Y quizá sea por su última carta que desde la semana pasada Ana se encuentra acá conmigo, en estos papeles escritos unos días antes de irse. Sobre la mesa, la carta es un pedazo de luna rodeado de restos de pan, libros y otros planetas, dos vasos de vino y un paquete de cigarros. Al igual que la fachada de su casa, la carta es de una sola cara y no tiene números que indiquen la fecha, por lo que puede haber sido escrita hace meses, o dentro de unos años.
Ha pasado un tiempo y aún no sé cómo es que se fue. No quise ni quiero preguntar. Tampoco recuerdo cuándo ni cómo nos conocimos. Sólo sé que en estos papeles estuvieron y están sus manos. Las mismas que nos servían el vino, nos cocinaban y prestaban libros.
Releo las líneas en la noche, que es cuando suenan más las palabras y escucho su voz. La carta es una partitura donde observo las líneas de la palma de su mano, guardándola en un sobre como quien guarda un cuerpo en un cofre y pienso en sus pestañas, fijando la tinta. Otra vez llueve afuera… pero adentro más. Las gotas en los charcos del patio hacen burbujas y las veo levantarse. Desde la eterna humedad de sus ojos hasta la infinita espera donde jamás nos volveremos a encontrar. No me quiero engañar ni me puedo mentir. La muerte es mentira, la vida es verdad. Abro la ventana, las estrellas están más cerca esta noche, algo ocultas detrás de las burbujas que desde algún lugar suelta Ana. Burbujas que junto con sus palabras vienen de la lluvia. Doy vueltas en la sala queriendo escapar de la pata del elefante en el pecho. Siento en los huesos golpear a las semillas. Me acuesto a escribir, y repaso imaginariamente los párrafos del día. Se escribe mucho en la almohada.

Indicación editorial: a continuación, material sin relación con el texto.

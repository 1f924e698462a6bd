use chrono::{DateTime, Utc};
use serde::{Deserialize, Serialize};
use thiserror::Error;

#[derive(Error, Debug, Clone, PartialEq)]
pub enum BarError {
    #[error("{field} is not a finite number")]
    NonFinite { field: &'static str },
    #[error("{field} is negative: {value}")]
    Negative { field: &'static str, value: f64 },
    #[error("Invalid OHLC values: high ({high}) < low ({low})")]
    InvalidHighLow { high: f64, low: f64 },
    #[error("Invalid OHLC values: close ({close}) outside high-low range [{low}, {high}]")]
    InvalidClose { close: f64, high: f64, low: f64 },
    #[error("Invalid OHLC values: open ({open}) outside high-low range [{low}, {high}]")]
    InvalidOpen { open: f64, high: f64, low: f64 },
    #[error("Split ratio must be positive, got {0}")]
    InvalidSplitRatio(f64),
}

//represents a single ohlcv bar (candlestick) of market data
#[derive(Debug, Clone, Serialize, Deserialize, PartialEq)]
pub struct Bar {
    pub timestamp: DateTime<Utc>,
    pub open: f64,
    pub high: f64,
    pub low: f64,
    pub close: f64,
    pub volume: f64,
    #[serde(default)]
    pub dividends: Option<f64>,
    #[serde(default)]
    pub split_ratio: Option<f64>,
}

impl Bar {
    //creates a new Bar with validation
    pub fn new(
        timestamp: DateTime<Utc>,
        open: f64,
        high: f64,
        low: f64,
        close: f64,
        volume: f64,
    ) -> Result<Self, BarError> {
        let bar = Bar::new_unchecked(timestamp, open, high, low, close, volume);
        bar.validate()?;
        Ok(bar)
    }

    //creates a Bar without validation
    pub fn new_unchecked(
        timestamp: DateTime<Utc>,
        open: f64,
        high: f64,
        low: f64,
        close: f64,
        volume: f64,
    ) -> Self {
        Bar {
            timestamp,
            open,
            high,
            low,
            close,
            volume,
            dividends: None,
            split_ratio: None,
        }
    }

    pub fn with_dividends(mut self, dividends: f64) -> Self {
        self.dividends = Some(dividends);
        self
    }

    pub fn with_split_ratio(mut self, split_ratio: f64) -> Self {
        self.split_ratio = Some(split_ratio);
        self
    }

    //checks every numeric field and the ohlc ordering
    pub fn validate(&self) -> Result<(), BarError> {
        let mut fields = vec![
            ("open", self.open),
            ("high", self.high),
            ("low", self.low),
            ("close", self.close),
            ("volume", self.volume),
        ];
        if let Some(dividends) = self.dividends {
            fields.push(("dividends", dividends));
        }
        if let Some(split_ratio) = self.split_ratio {
            fields.push(("split_ratio", split_ratio));
        }

        for (field, value) in fields {
            if !value.is_finite() {
                return Err(BarError::NonFinite { field });
            }
            if value < 0.0 {
                return Err(BarError::Negative { field, value });
            }
        }

        if let Some(split_ratio) = self.split_ratio {
            if split_ratio == 0.0 {
                return Err(BarError::InvalidSplitRatio(split_ratio));
            }
        }

        //validate high >= low
        if self.high < self.low {
            return Err(BarError::InvalidHighLow {
                high: self.high,
                low: self.low,
            });
        }

        //validate close within [low, high]
        if self.close < self.low || self.close > self.high {
            return Err(BarError::InvalidClose {
                close: self.close,
                high: self.high,
                low: self.low,
            });
        }

        //validate open within [low, high]
        if self.open < self.low || self.open > self.high {
            return Err(BarError::InvalidOpen {
                open: self.open,
                high: self.high,
                low: self.low,
            });
        }

        Ok(())
    }
}
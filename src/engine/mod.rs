pub mod backtest;
pub mod execution;
pub mod sweep;

pub use backtest::{
    run_backtest, AbortReason, Backtest, BacktestError, BacktestResult, DriverState, RunStatus,
};
pub use execution::{
    ExecutionEvent, ExecutionSimulator, ExitTrigger, Fill, Order, OrderSide, OrderStatus, OrderType,
    RejectReason,
};
pub use sweep::{rank_by_sharpe, ParamGrid, ParamSweep, SweepOutcome};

Desde hace algún tiempo dejo la ventana abierta con una de sus cartas sobre la mesa y por la mañana me encuentro con que la carta no es la misma. La noche la convierte en otra y sé que al leerla me reencontraré con ella. Si en algo se parecen las personas a las palabras, es que por las noches se transforman. Y Ana es un pie en la arena. El mar se la lleva, pero yo ya la leí. Nos encontraremos en marzo. Será en esta isla.